What you need to do
Would you set down the complete data below, exactly as shown?

Material provided
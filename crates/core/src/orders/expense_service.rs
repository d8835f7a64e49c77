//! Expense payouts.

use std::sync::Arc;

use fiscalhost_shared::types::Money;
use serde::{Deserialize, Serialize};
use tracing::{info, instrument, warn};

use super::types::{Expense, ExpenseStatus, Host};
use crate::events::LedgerEvent;
use crate::fees::FeesPayer;
use crate::ledger::{ExpensePayment, LedgerError, LedgerService, RecordedGroup};
use crate::payment::PaymentProcessor;

/// How the money reaches the payee.
#[derive(Debug, Clone, Copy, Default, PartialEq, Eq, Serialize, Deserialize)]
#[serde(rename_all = "snake_case")]
pub enum PayoutMethod {
    /// Paid outside the platform by the host; recorded immediately.
    #[default]
    Manual,
    /// Sent through the processor; recorded once the payout settles.
    Processor,
}

/// Fee settings of a payout.
#[derive(Debug, Clone, Copy, Default, PartialEq, Eq, Serialize, Deserialize)]
pub struct ExpenseFees {
    /// Known payout fee. Quoted from the processor when absent for processor payouts.
    pub processor_fee: Option<Money>,
    /// Who absorbs the fee.
    pub fees_payer: FeesPayer,
    /// Payout channel.
    pub payout: PayoutMethod,
}

/// Result of paying an expense.
#[derive(Debug, Clone)]
pub enum PayExpenseOutcome {
    /// Paid and recorded.
    Paid {
        /// The expense, now PAID.
        expense: Expense,
        /// Ledger entries of the payout.
        recorded: RecordedGroup,
    },
    /// Payout sent; record it with `complete_expense_payment` once it settles.
    Processing {
        /// The expense, now PROCESSING.
        expense: Expense,
        /// Processor payout reference.
        processor_ref: String,
        /// Fee the payout will cost.
        processor_fee: Option<Money>,
    },
}

/// Pays collectives' expenses out.
#[derive(Clone)]
pub struct ExpenseService {
    ledger: LedgerService,
    processor: Arc<dyn PaymentProcessor>,
}

impl ExpenseService {
    /// Creates an expense service.
    #[must_use]
    pub fn new(ledger: LedgerService, processor: Arc<dyn PaymentProcessor>) -> Self {
        Self { ledger, processor }
    }

    /// Pays an approved expense.
    ///
    /// The collective's balance must cover the amount, plus the fee when the
    /// collective bears it. Manual payouts are recorded at once; processor
    /// payouts return `Processing` and are recorded on settlement.
    ///
    /// # Errors
    ///
    /// - `LedgerError::InvalidState` if the expense is not APPROVED
    /// - `LedgerError::InsufficientFunds` if the balance is short; nothing is written
    /// - `LedgerError::Processor` if the fee quote or the payout fails
    /// - `LedgerError::Currency` if no rate converts the amount to the host currency
    #[instrument(skip(self, host, expense, fees), fields(expense_id = %expense.id))]
    pub async fn pay_expense(
        &self,
        host: &Host,
        mut expense: Expense,
        fees: ExpenseFees,
    ) -> Result<PayExpenseOutcome, LedgerError> {
        if expense.status != ExpenseStatus::Approved {
            return Err(LedgerError::InvalidState {
                entity: "expense",
                status: expense.status.to_string(),
                operation: "pay",
            });
        }

        let processor_fee = match (fees.processor_fee, fees.payout) {
            (Some(fee), _) => Some(fee),
            (None, PayoutMethod::Processor) => Some(self.processor.quote_fee(expense.amount).await?),
            (None, PayoutMethod::Manual) => None,
        };

        self.ensure_balance(host, &expense, processor_fee, fees.fees_payer)
            .await?;

        match fees.payout {
            PayoutMethod::Manual => {
                let recorded = self
                    .record(host, &expense, processor_fee, fees.fees_payer, None)
                    .await?;
                expense.status = ExpenseStatus::Paid;
                Ok(PayExpenseOutcome::Paid { expense, recorded })
            }
            PayoutMethod::Processor => {
                let processor_ref = self
                    .processor
                    .payout(expense.payee_account_id, expense.amount)
                    .await?;
                expense.status = ExpenseStatus::Processing;
                info!(%processor_ref, "Payout sent, waiting for settlement");
                Ok(PayExpenseOutcome::Processing {
                    expense,
                    processor_ref,
                    processor_fee,
                })
            }
        }
    }

    /// Records a processor payout once it settled.
    ///
    /// # Errors
    ///
    /// - `LedgerError::InvalidState` if the expense is not PROCESSING
    /// - any error of `record_expense_payment`
    #[instrument(skip(self, host, expense), fields(expense_id = %expense.id))]
    pub async fn complete_expense_payment(
        &self,
        host: &Host,
        mut expense: Expense,
        processor_fee: Option<Money>,
        payout_ref: &str,
    ) -> Result<(Expense, RecordedGroup), LedgerError> {
        if expense.status != ExpenseStatus::Processing {
            return Err(LedgerError::InvalidState {
                entity: "expense",
                status: expense.status.to_string(),
                operation: "complete",
            });
        }

        let recorded = self
            .record(host, &expense, processor_fee, expense.fees_payer, Some(payout_ref))
            .await?;
        expense.status = ExpenseStatus::Paid;
        Ok((expense, recorded))
    }

    async fn ensure_balance(
        &self,
        host: &Host,
        expense: &Expense,
        processor_fee: Option<Money>,
        fees_payer: FeesPayer,
    ) -> Result<(), LedgerError> {
        let outlay = match (fees_payer, processor_fee) {
            (FeesPayer::Collective, Some(fee)) => {
                expense.amount.checked_add(fee).ok_or_else(|| {
                    LedgerError::Validation(format!(
                        "Payout fee in {} does not match expense currency {}",
                        fee.currency, expense.amount.currency
                    ))
                })?
            }
            _ => expense.amount,
        };

        let required = self
            .ledger
            .currency()
            .convert(outlay.amount, outlay.currency, host.currency)
            .await?;
        let available = self
            .ledger
            .balance_in_host_currency(expense.collective_account_id)
            .await?;

        if available < required {
            warn!(available, required, "Collective cannot cover expense");
            return Err(LedgerError::InsufficientFunds {
                account: expense.collective_account_id,
                available,
                required,
                currency: host.currency,
            });
        }
        Ok(())
    }

    async fn record(
        &self,
        host: &Host,
        expense: &Expense,
        processor_fee: Option<Money>,
        fees_payer: FeesPayer,
        payout_ref: Option<&str>,
    ) -> Result<RecordedGroup, LedgerError> {
        let recorded = self
            .ledger
            .record_expense_payment(ExpensePayment {
                expense_id: expense.id,
                collective: expense.collective_account_id,
                payee: expense.payee_account_id,
                host: host.clone(),
                amount: expense.amount,
                processor_fee,
                fees_payer,
                payout_ref: payout_ref.map(str::to_string),
            })
            .await?;

        self.ledger
            .events()
            .publish(LedgerEvent::ExpensePaid {
                expense_id: expense.id,
                payee: expense.payee_account_id,
                group: recorded.group,
                amount: expense.amount,
            })
            .await;
        Ok(recorded)
    }
}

Task answer
filename crates/core/src/orders/expense_service.rs
repository d8835f7a64e49c77
//! Expense payouts.

use std::sync::Arc;

use fiscalhost_shared::types::Money;
use serde::{Deserialize, Serialize};
use tracing::{info, instrument, warn};

use super::types::{Expense, ExpenseStatus, Host};
use crate::events::LedgerEvent;
use crate::fees::FeesPayer;
use crate::ledger::{ExpensePayment, LedgerError, LedgerService, RecordedGroup};
use crate::payment::PaymentProcessor;

/// How the money reaches the payee.
#[derive(Debug, Clone, Copy, Default, PartialEq, Eq, Serialize, Deserialize)]
#[serde(rename_all = "snake_case")]
pub enum PayoutMethod {
    /// Paid outside the platform by the host; recorded immediately.
    #[default]
    Manual,
    /// Sent through the processor; recorded once the payout settles.
    Processor,
}

/// Fee settings of a payout.
#[derive(Debug, Clone, Copy, Default, PartialEq, Eq, Serialize, Deserialize)]
pub struct ExpenseFees {
    /// Known payout fee. Quoted from the processor when absent for processor payouts.
    pub processor_fee: Option<Money>,
    /// Who absorbs the fee.
    pub fees_payer: FeesPayer,
    /// Payout channel.
    pub payout: PayoutMethod,
}

/// Result of paying an expense.
#[derive(Debug, Clone)]
pub enum PayExpenseOutcome {
    /// Paid and recorded.
    Paid {
        /// The expense, now PAID.
        expense: Expense,
        /// Ledger entries of the payout.
        recorded: RecordedGroup,
    },
    /// Payout sent; record it with `complete_expense_payment` once it settles.
    Processing {
        /// The expense, now PROCESSING.
        expense: Expense,
        /// Processor payout reference.
        processor_ref: String,
        /// Fee the payout will cost.
        processor_fee: Option<Money>,
    },
}

/// Pays collectives' expenses out.
#[derive(Clone)]
pub struct ExpenseService {
    ledger: LedgerService,
    processor: Arc<dyn PaymentProcessor>,
}

impl ExpenseService {
    /// Creates an expense service.
    #[must_use]
    pub fn new(ledger: LedgerService, processor: Arc<dyn PaymentProcessor>) -> Self {
        Self { ledger, processor }
    }

    /// Pays an approved expense.
    ///
    /// The collective's balance must cover the amount, plus the fee when the
    /// collective bears it. Manual payouts are recorded at once; processor
    /// payouts return `Processing` and are recorded on settlement.
    ///
    /// # Errors
    ///
    /// - `LedgerError::InvalidState` if the expense is not APPROVED
    /// - `LedgerError::InsufficientFunds` if the balance is short; nothing is written
    /// - `LedgerError::Processor` if the fee quote or the payout fails
    /// - `LedgerError::Currency` if no rate converts the amount to the host currency
    #[instrument(skip(self, host, expense, fees), fields(expense_id = %expense.id))]
    pub async fn pay_expense(
        &self,
        host: &Host,
        mut expense: Expense,
        fees: ExpenseFees,
    ) -> Result<PayExpenseOutcome, LedgerError> {
        if expense.status != ExpenseStatus::Approved {
            return Err(LedgerError::InvalidState {
                entity: "expense",
                status: expense.status.to_string(),
                operation: "pay",
            });
        }

        let processor_fee = match (fees.processor_fee, fees.payout) {
            (Some(fee), _) => Some(fee),
            (None, PayoutMethod::Processor) => Some(self.processor.quote_fee(expense.amount).await?),
            (None, PayoutMethod::Manual) => None,
        };

        self.ensure_balance(host, &expense, processor_fee, fees.fees_payer)
            .await?;

        match fees.payout {
            PayoutMethod::Manual => {
                let recorded = self
                    .record(host, &expense, processor_fee, fees.fees_payer, None)
                    .await?;
                expense.status = ExpenseStatus::Paid;
                Ok(PayExpenseOutcome::Paid { expense, recorded })
            }
            PayoutMethod::Processor => {
                let processor_ref = self
                    .processor
                    .payout(expense.payee_account_id, expense.amount)
                    .await?;
                expense.status = ExpenseStatus::Processing;
                info!(%processor_ref, "Payout sent, waiting for settlement");
                Ok(PayExpenseOutcome::Processing {
                    expense,
                    processor_ref,
                    processor_fee,
                })
            }
        }
    }

    /// Records a processor payout once it settled.
    ///
    /// # Errors
    ///
    /// - `LedgerError::InvalidState` if the expense is not PROCESSING
    /// - any error of `record_expense_payment`
    #[instrument(skip(self, host, expense), fields(expense_id = %expense.id))]
    pub async fn complete_expense_payment(
        &self,
        host: &Host,
        mut expense: Expense,
        processor_fee: Option<Money>,
        payout_ref: &str,
    ) -> Result<(Expense, RecordedGroup), LedgerError> {
        if expense.status != ExpenseStatus::Processing {
            return Err(LedgerError::InvalidState {
                entity: "expense",
                status: expense.status.to_string(),
                operation: "complete",
            });
        }

        let recorded = self
            .record(host, &expense, processor_fee, expense.fees_payer, Some(payout_ref))
            .await?;
        expense.status = ExpenseStatus::Paid;
        Ok((expense, recorded))
    }

    async fn ensure_balance(
        &self,
        host: &Host,
        expense: &Expense,
        processor_fee: Option<Money>,
        fees_payer: FeesPayer,
    ) -> Result<(), LedgerError> {
        let outlay = match (fees_payer, processor_fee) {
            (FeesPayer::Collective, Some(fee)) => {
                expense.amount.checked_add(fee).ok_or_else(|| {
                    LedgerError::Validation(format!(
                        "Payout fee in {} does not match expense currency {}",
                        fee.currency, expense.amount.currency
                    ))
                })?
            }
            _ => expense.amount,
        };

        let required = self
            .ledger
            .currency()
            .convert(outlay.amount, outlay.currency, host.currency)
            .await?;
        let available = self
            .ledger
            .balance_in_host_currency(expense.collective_account_id)
            .await?;

        if available < required {
            warn!(available, required, "Collective cannot cover expense");
            return Err(LedgerError::InsufficientFunds {
                account: expense.collective_account_id,
                available,
                required,
                currency: host.currency,
            });
        }
        Ok(())
    }

    async fn record(
        &self,
        host: &Host,
        expense: &Expense,
        processor_fee: Option<Money>,
        fees_payer: FeesPayer,
        payout_ref: Option<&str>,
    ) -> Result<RecordedGroup, LedgerError> {
        let recorded = self
            .ledger
            .record_expense_payment(ExpensePayment {
                expense_id: expense.id,
                collective: expense.collective_account_id,
                payee: expense.payee_account_id,
                host: host.clone(),
                amount: expense.amount,
                processor_fee,
                fees_payer,
                payout_ref: payout_ref.map(str::to_string),
            })
            .await?;

        self.ledger
            .events()
            .publish(LedgerEvent::ExpensePaid {
                expense_id: expense.id,
                payee: expense.payee_account_id,
                group: recorded.group,
                amount: expense.amount,
            })
            .await;
        Ok(recorded)
    }
}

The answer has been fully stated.